Wednesday, June 20, 2007

How do you taste a $500 per bottle wine?

Very carefully!

Or at least I did the other day during one of the highlights of my food and wine experiences to date. Not only did I get to taste a wine that's $500 a bottle, I got to hang out with the winemaker. I mean, come on: It doesn't get much better than that!


Here's the story. Todd Anderson has been making fabulous Bordeaux-style wines at Conn Valley Vineyards in the heart of the Napa Valley for more than 20 years. Around 2000, he started a second, ultra- ultra-premium winery: Ghost Horse Vineyards. Ghost Horse wines are made only with 100% Napa Valley Cabernet Sauvignon fruit from Todd's personal vineyard. As well, he painstakingly handcrafts each release, making extremely small---and extremely exceptional---batches of each vintage. The results? What he calls "head-cracking" wines. Yes, they have the big price tag, but once you figure in the private grape source and the extremely small lots, the wine prices make sense. So, what'd I think? Beyond belief. I'm never had a wine bouquet hit my nostrils with the glass still seven or eight inches from my nose! Not only are the Ghost Horse wines real "fruit bombs", they taste as what I can only describe as "heady"---your head starts to spin, they're so good. Full-flavored, perfectly balanced acid, no heavy tannins--to me the Ghost Horse Cab tasted of deep fruit/cherry/black cherry, with a hint of chocolate. As well, the wines have incredible "weight"--a great mouth feel, fat and full yet with no negative after-tastes.

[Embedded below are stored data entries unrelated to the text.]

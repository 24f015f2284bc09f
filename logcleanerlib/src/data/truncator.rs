//! Dropping log lines older than a cutoff.

use chrono::NaiveDateTime;
use serde::{Deserialize, Serialize};

use super::timestamp::extract_timestamp;

/// Outcome of truncating one log file.
#[derive(Debug, Clone, Default, PartialEq, Eq, Serialize, Deserialize)]
pub struct TruncationResult {
    /// Whether at least one line was dropped
    pub modified: bool,
    /// Retained lines, verbatim and in input order
    pub kept_lines: Vec<String>,
    /// Number of lines dropped
    pub lines_removed: usize,
}

impl TruncationResult {
    /// The retained lines joined back into file content.
    pub fn content(&self) -> String {
        self.kept_lines.concat()
    }
}

/// Why a line was kept or dropped.
#[derive(Debug, Clone, Copy, PartialEq, Eq)]
pub enum Retention {
    /// Empty or whitespace-only
    Blank,
    /// No timestamp could be extracted
    Undated,
    /// Timestamp at or after the cutoff
    Current,
    /// Timestamp strictly before the cutoff
    Stale,
}

impl Retention {
    pub fn is_kept(&self) -> bool {
        !matches!(self, Self::Stale)
    }
}

/// Decide the fate of a single line.
pub fn retention(line: &str, cutoff: NaiveDateTime) -> Retention {
    if line.trim().is_empty() {
        return Retention::Blank;
    }
    match extract_timestamp(line) {
        None => Retention::Undated,
        Some(ts) if ts >= cutoff => Retention::Current,
        Some(_) => Retention::Stale,
    }
}

/// Drop every line whose timestamp is strictly before `cutoff`.
///
/// Blank lines and lines without a parseable timestamp are always kept.
///
/// # Example
///
/// ```rust
/// use logcleanerlib::truncate;
/// use chrono::NaiveDate;
///
/// let cutoff = NaiveDate::from_ymd_opt(2024, 2, 16).unwrap().and_hms_opt(0, 0, 0).unwrap();
/// let lines = ["2024-02-15 10:30:45 INFO old\n", "\n", "2024-02-17 09:00:00 INFO new\n"];
/// let result = truncate(&lines, cutoff);
///
/// assert_eq!(result.lines_removed, 1);
/// assert_eq!(result.kept_lines, vec!["\n", "2024-02-17 09:00:00 INFO new\n"]);
/// ```
pub fn truncate<S: AsRef<str>>(lines: &[S], cutoff: NaiveDateTime) -> TruncationResult {
    let mut result = TruncationResult::default();

    for line in lines {
        let line = line.as_ref();
        if retention(line, cutoff).is_kept() {
            result.kept_lines.push(line.to_string());
        } else {
            result.lines_removed += 1;
        }
    }

    result.modified = result.lines_removed > 0;
    result
}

Todd's also a fun person to hang out with. He readily shares his extensive knowledge about winemaking collected over 20+ years in the business. Hanging out in the cave drinking a $500/bottle of wine... while chatting up the winemaker... in the heart of Napa Valley.... Yes. Yes, yes, and yes.

Tours are extremely limited, but you can get a "taste" of Todd's world at his ultra-cool Ghost Horse web site: http://www.ghosthorseworld.com/

4 comments:

Azy Does It said...

Nothing stimulates the palate like the mixture of Cabernet and Chocolate. Dark truffles while drinking a good hearty Red is one of my guilty pleasures! The way you describe, Ghost Horse Cab it seems as if these two favorites are already combined. It sounds sinfully delicious and well worth the cost. After all, you can't put a price tag on the sweet taste of satisfaction. The "Sleepy Hollow" feel of Ghost Horse's website, leaves me longing to be a member of such an exclusive and elusive world.

ckderum26 said...

AH, the mysterious world of Ghost Horse; How nice to be able to break away and allow all of your senses to be attacked! Chocolate and Cab entices my tastebuds and my sense of smell seems keener just thinking about the combination of two of my favorite delicacies. I see Ghost Horse in my minds eye and hear the galloping footfalls echoing in my head as I imagine what a $500 bottle of wine might taste like. How truly satisfied you must feel after such an experience.

Big Night Fan said...

Adrienne and ckd: You've both hit it perfectly--drinking great wine and the whole Ghost Horse "experience" IS like entering another world.... And that world is right HERE, right NOW. As someone said this morning at a biz meeting I was attending: Why not us? It's my personal goal for the remainder of 07 that by Dec 1 I will have you both to a GH tasting. Done, promise, sealed in stone.....

Anonymous said...

The most over-rated pairing has to be chocolate and cabernet, in fact just about every red wine, including port tends to suck with chocolate. Too many competing tannins. The one exception would be Banyuls or Maury, late harvested grenache from southern France. The raspberry notes work well with chocolate.

$500 a bottle for Cabernet….even if he had hired teamsters to pick each grape individually, that price is absurd, but more power to him if he can get that, what’s the line about fools & money? PT Barnum lives!